*** Block opens ***

impl BatchRunner {
    pub fn new(ctx: ExportContext, opts: FbxExportOptions) -> Self {
        Self { ctx, opts }
    }

    pub fn context(&self) -> &ExportContext {
        &self.ctx
    }

    pub fn options(&self) -> &FbxExportOptions {
        &self.opts
    }

    /// Exports every selected item and updates its status and message.
    ///
    /// Errors are returned only when nothing could start: a reversed range,
    /// an empty selection or a missing exporter. Item failures are reported
    /// through the items and the summary.
    pub fn run(
        &self,
        scene: &mut dyn SceneGraph,
        items: &mut [ExportItem],
        observer: &mut dyn BatchObserver,
    ) -> PipelineResult<BatchSummary> {
        let ctx = &self.ctx;
        let mut range = ctx.range;
        if range.is_reversed() {
            return Err(ExportError::precondition(
                "Invalid frame range: end frame is before start frame.",
            ));
        }

        let selected: Vec<usize> = (0..items.len()).filter(|i| items[*i].selected).collect();
        ctx.info(&format!(
            "export start: selectedItems={}, requestedRange={}",
            selected.len(),
            range
        ));

        if ctx.timeline_camera_range {
            if let Some(&cam) = selected.iter().find(|i| items[**i].kind == ItemKind::Camera) {
                let info = query_frame_range(&*scene, &items[cam], None);
                if info.valid {
                    range = FrameRange::new(info.first_key as i32, info.last_key as i32);
                    ctx.info(&format!(
                        "export range taken from camera '{}': {}",
                        items[cam].node, range
                    ));
                }
            }
        }

        if selected.is_empty() {
            return Err(ExportError::precondition("No items selected for export."));
        }
        if !scene.ensure_exporter() {
            return Err(ExportError::precondition(
                "Failed to load the FBX plugin (fbxmaya). Export aborted.",
            ));
        }
        for (n, idx) in selected.iter().enumerate() {
            let item = &items[*idx];
            ctx.note(&format!(
                "export item[{}]: type={}, node='{}', filename='{}'",
                n + 1,
                item.kind,
                item.node,
                item.filename
            ));
        }

        let session = ctx.with_range(range);
        let mut report = SessionReport::new(ctx.output_dir(), range);
        let mut timeline = TimelineGuard::new(&mut *scene);

        let mut fps = scene_fps(&*timeline);
        if let Some(target) = ctx.fps_override {
            match timeline.set_fps(target) {
                Ok(previous) => {
                    ctx.info(&format!(
                        "FPS override: scene={} ({}) -> export={}",
                        fps, previous, target
                    ));
                    fps = target;
                }
                Err(e) => {
                    let msg = format!("FPS override to {} failed: {}", target, e);
                    ctx.warn(&msg);
                    report.add_warning(msg);
                }
            }
        }
        if ctx.clamp_playback {
            timeline.clamp_playback(range);
            ctx.note(&format!("playback range clamped to {}", range));
        }
        ctx.note(&format!("fbx options: {:?}", self.opts));

        let mut range_log = None;
        if ctx.frame_range_log {
            match start_frame_range_log(ctx.output_dir(), range) {
                Ok(path) => {
                    ctx.info(&format!("Export log created: {}", path.display()));
                    range_log = Some(path);
                }
                Err(e) => ctx.warn(&format!("Export log could not be created: {}", e)),
            }
        }

        for idx in &selected {
            items[*idx].reset();
        }

        // Phase 1
        observer.on_phase(BatchPhase::Bake);
        observer.pump();
        let mut batch: Vec<ExportItem> = selected.iter().map(|i| items[*i].clone()).collect();
        if !self.opts.skel_blend_shape {
            for item in &mut batch {
                item.bs_weight_attrs.clear();
            }
        }
        let plan = plan_bake(&*timeline, &batch);
        if let Err(e) = execute_bake(&mut *timeline, &plan, range) {
            let msg = format!("Blendshape weight bake failed: {}", e);
            ctx.warn(&msg);
            report.add_warning(msg);
        }
        for (pos, reason) in &plan.failed {
            let item = &mut items[selected[*pos]];
            ctx.warn(reason);
            item.set_status(ItemStatus::Error, bake_failure_message(item.kind));
        }

        // Phase 2
        observer.on_phase(BatchPhase::Export);
        observer.pump();
        let total = selected.len();
        let mut summary = BatchSummary {
            selected: total,
            succeeded: 0,
            failed: 0,
            cancelled: 0,
            range,
            fps,
            results: Vec::new(),
            frame_ranges: Vec::new(),
            report_path: None,
            frame_range_log: None,
        };

        for (pos, &idx) in selected.iter().enumerate() {
            if session.cancel.is_cancelled() {
                for &rest in &selected[pos..] {
                    let item = &mut items[rest];
                    if matches!(item.status, ItemStatus::Pending | ItemStatus::Exporting) {
                        item.set_status(ItemStatus::Cancelled, "Cancelled by user");
                        summary.cancelled += 1;
                    }
                }
                ctx.info("export cancelled by user");
                break;
            }

            if plan.failure_for(pos).is_some() {
                summary.failed += 1;
                let item = &items[idx];
                report.add_entry(LogEntry {
                    file_path: output_path_for(&session, item).display().to_string(),
                    file_type: item.kind.as_str().to_string(),
                    character_name: item.name.clone(),
                    file_size: 0,
                    duration_secs: 0.0,
                    warnings: Vec::new(),
                    errors: vec![item.message.clone()],
                });
                observer.on_item_finished(item, None);
                observer.pump();
                continue;
            }

            items[idx].set_status(ItemStatus::Exporting, "");
            observer.on_item_started(pos + 1, total, &items[idx]);
            observer.pump();

            let output = output_path_for(&session, &items[idx]);
            let result = export_item(&mut *timeline, &batch[pos], &output, &self.opts, &session);

            let item = &mut items[idx];
            if result.success {
                item.set_status(ItemStatus::Done, result.status_message());
                summary.succeeded += 1;
                let info = query_frame_range(&*timeline, item, Some(range));
                if info.valid {
                    session.note(&format!(
                        "frame range audit: {} keys {}-{}",
                        item.name, info.first_key, info.last_key
                    ));
                } else {
                    session.note(&format!("frame range audit: {} has no keyed range", item.name));
                }
                summary.frame_ranges.push(info);
            } else {
                item.set_status(ItemStatus::Error, result.status_message());
                summary.failed += 1;
            }
            report.add_entry(LogEntry::from_result(item.kind.as_str(), &item.name, &result));
            observer.on_item_finished(item, Some(&result));
            observer.pump();
            summary.results.push((idx, result));
        }

        // Phase 3
        observer.on_phase(BatchPhase::Log);
        observer.pump();
        if range_log.is_some() && summary.succeeded > 0 {
            match write_frame_range_log(ctx.output_dir(), &summary.frame_ranges, range, fps) {
                Ok(path) => {
                    ctx.info(&format!("FrameRangeLog written to: {}", path.display()));
                    summary.frame_range_log = Some(path);
                }
                Err(e) => ctx.warn(&format!("FrameRangeLog write failed: {}", e)),
            }
        }

        for w in timeline.restore() {
            ctx.warn(&w);
            report.add_warning(w);
        }
        drop(timeline);

        match report.write() {
            Ok(path) => summary.report_path = Some(path),
            Err(e) => ctx.warn(&format!("Session report write failed: {}", e)),
        }
        ctx.info(&summary.line());
        Ok(summary)
    }
}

*** Block closes ***

Work task: Could you output the records in full, exactly as written?

Output below:
impl BatchRunner {
    pub fn new(ctx: ExportContext, opts: FbxExportOptions) -> Self {
        Self { ctx, opts }
    }

    pub fn context(&self) -> &ExportContext {
        &self.ctx
    }

    pub fn options(&self) -> &FbxExportOptions {
        &self.opts
    }

    /// Exports every selected item and updates its status and message.
    ///
    /// Errors are returned only when nothing could start: a reversed range,
    /// an empty selection or a missing exporter. Item failures are reported
    /// through the items and the summary.
    pub fn run(
        &self,
        scene: &mut dyn SceneGraph,
        items: &mut [ExportItem],
        observer: &mut dyn BatchObserver,
    ) -> PipelineResult<BatchSummary> {
        let ctx = &self.ctx;
        let mut range = ctx.range;
        if range.is_reversed() {
            return Err(ExportError::precondition(
                "Invalid frame range: end frame is before start frame.",
            ));
        }

        let selected: Vec<usize> = (0..items.len()).filter(|i| items[*i].selected).collect();
        ctx.info(&format!(
            "export start: selectedItems={}, requestedRange={}",
            selected.len(),
            range
        ));

        if ctx.timeline_camera_range {
            if let Some(&cam) = selected.iter().find(|i| items[**i].kind == ItemKind::Camera) {
                let info = query_frame_range(&*scene, &items[cam], None);
                if info.valid {
                    range = FrameRange::new(info.first_key as i32, info.last_key as i32);
                    ctx.info(&format!(
                        "export range taken from camera '{}': {}",
                        items[cam].node, range
                    ));
                }
            }
        }

        if selected.is_empty() {
            return Err(ExportError::precondition("No items selected for export."));
        }
        if !scene.ensure_exporter() {
            return Err(ExportError::precondition(
                "Failed to load the FBX plugin (fbxmaya). Export aborted.",
            ));
        }
        for (n, idx) in selected.iter().enumerate() {
            let item = &items[*idx];
            ctx.note(&format!(
                "export item[{}]: type={}, node='{}', filename='{}'",
                n + 1,
                item.kind,
                item.node,
                item.filename
            ));
        }

        let session = ctx.with_range(range);
        let mut report = SessionReport::new(ctx.output_dir(), range);
        let mut timeline = TimelineGuard::new(&mut *scene);

        let mut fps = scene_fps(&*timeline);
        if let Some(target) = ctx.fps_override {
            match timeline.set_fps(target) {
                Ok(previous) => {
                    ctx.info(&format!(
                        "FPS override: scene={} ({}) -> export={}",
                        fps, previous, target
                    ));
                    fps = target;
                }
                Err(e) => {
                    let msg = format!("FPS override to {} failed: {}", target, e);
                    ctx.warn(&msg);
                    report.add_warning(msg);
                }
            }
        }
        if ctx.clamp_playback {
            timeline.clamp_playback(range);
            ctx.note(&format!("playback range clamped to {}", range));
        }
        ctx.note(&format!("fbx options: {:?}", self.opts));

        let mut range_log = None;
        if ctx.frame_range_log {
            match start_frame_range_log(ctx.output_dir(), range) {
                Ok(path) => {
                    ctx.info(&format!("Export log created: {}", path.display()));
                    range_log = Some(path);
                }
                Err(e) => ctx.warn(&format!("Export log could not be created: {}", e)),
            }
        }

        for idx in &selected {
            items[*idx].reset();
        }

        // Phase 1
        observer.on_phase(BatchPhase::Bake);
        observer.pump();
        let mut batch: Vec<ExportItem> = selected.iter().map(|i| items[*i].clone()).collect();
        if !self.opts.skel_blend_shape {
            for item in &mut batch {
                item.bs_weight_attrs.clear();
            }
        }
        let plan = plan_bake(&*timeline, &batch);
        if let Err(e) = execute_bake(&mut *timeline, &plan, range) {
            let msg = format!("Blendshape weight bake failed: {}", e);
            ctx.warn(&msg);
            report.add_warning(msg);
        }
        for (pos, reason) in &plan.failed {
            let item = &mut items[selected[*pos]];
            ctx.warn(reason);
            item.set_status(ItemStatus::Error, bake_failure_message(item.kind));
        }

        // Phase 2
        observer.on_phase(BatchPhase::Export);
        observer.pump();
        let total = selected.len();
        let mut summary = BatchSummary {
            selected: total,
            succeeded: 0,
            failed: 0,
            cancelled: 0,
            range,
            fps,
            results: Vec::new(),
            frame_ranges: Vec::new(),
            report_path: None,
            frame_range_log: None,
        };

        for (pos, &idx) in selected.iter().enumerate() {
            if session.cancel.is_cancelled() {
                for &rest in &selected[pos..] {
                    let item = &mut items[rest];
                    if matches!(item.status, ItemStatus::Pending | ItemStatus::Exporting) {
                        item.set_status(ItemStatus::Cancelled, "Cancelled by user");
                        summary.cancelled += 1;
                    }
                }
                ctx.info("export cancelled by user");
                break;
            }

            if plan.failure_for(pos).is_some() {
                summary.failed += 1;
                let item = &items[idx];
                report.add_entry(LogEntry {
                    file_path: output_path_for(&session, item).display().to_string(),
                    file_type: item.kind.as_str().to_string(),
                    character_name: item.name.clone(),
                    file_size: 0,
                    duration_secs: 0.0,
                    warnings: Vec::new(),
                    errors: vec![item.message.clone()],
                });
                observer.on_item_finished(item, None);
                observer.pump();
                continue;
            }

            items[idx].set_status(ItemStatus::Exporting, "");
            observer.on_item_started(pos + 1, total, &items[idx]);
            observer.pump();

            let output = output_path_for(&session, &items[idx]);
            let result = export_item(&mut *timeline, &batch[pos], &output, &self.opts, &session);

            let item = &mut items[idx];
            if result.success {
                item.set_status(ItemStatus::Done, result.status_message());
                summary.succeeded += 1;
                let info = query_frame_range(&*timeline, item, Some(range));
                if info.valid {
                    session.note(&format!(
                        "frame range audit: {} keys {}-{}",
                        item.name, info.first_key, info.last_key
                    ));
                } else {
                    session.note(&format!("frame range audit: {} has no keyed range", item.name));
                }
                summary.frame_ranges.push(info);
            } else {
                item.set_status(ItemStatus::Error, result.status_message());
                summary.failed += 1;
            }
            report.add_entry(LogEntry::from_result(item.kind.as_str(), &item.name, &result));
            observer.on_item_finished(item, Some(&result));
            observer.pump();
            summary.results.push((idx, result));
        }

        // Phase 3
        observer.on_phase(BatchPhase::Log);
        observer.pump();
        if range_log.is_some() && summary.succeeded > 0 {
            match write_frame_range_log(ctx.output_dir(), &summary.frame_ranges, range, fps) {
                Ok(path) => {
                    ctx.info(&format!("FrameRangeLog written to: {}", path.display()));
                    summary.frame_range_log = Some(path);
                }
                Err(e) => ctx.warn(&format!("FrameRangeLog write failed: {}", e)),
            }
        }

        for w in timeline.restore() {
            ctx.warn(&w);
            report.add_warning(w);
        }
        drop(timeline);

        match report.write() {
            Ok(path) => summary.report_path = Some(path),
            Err(e) => ctx.warn(&format!("Session report write failed: {}", e)),
        }
        ctx.info(&summary.line());
        Ok(summary)
    }
}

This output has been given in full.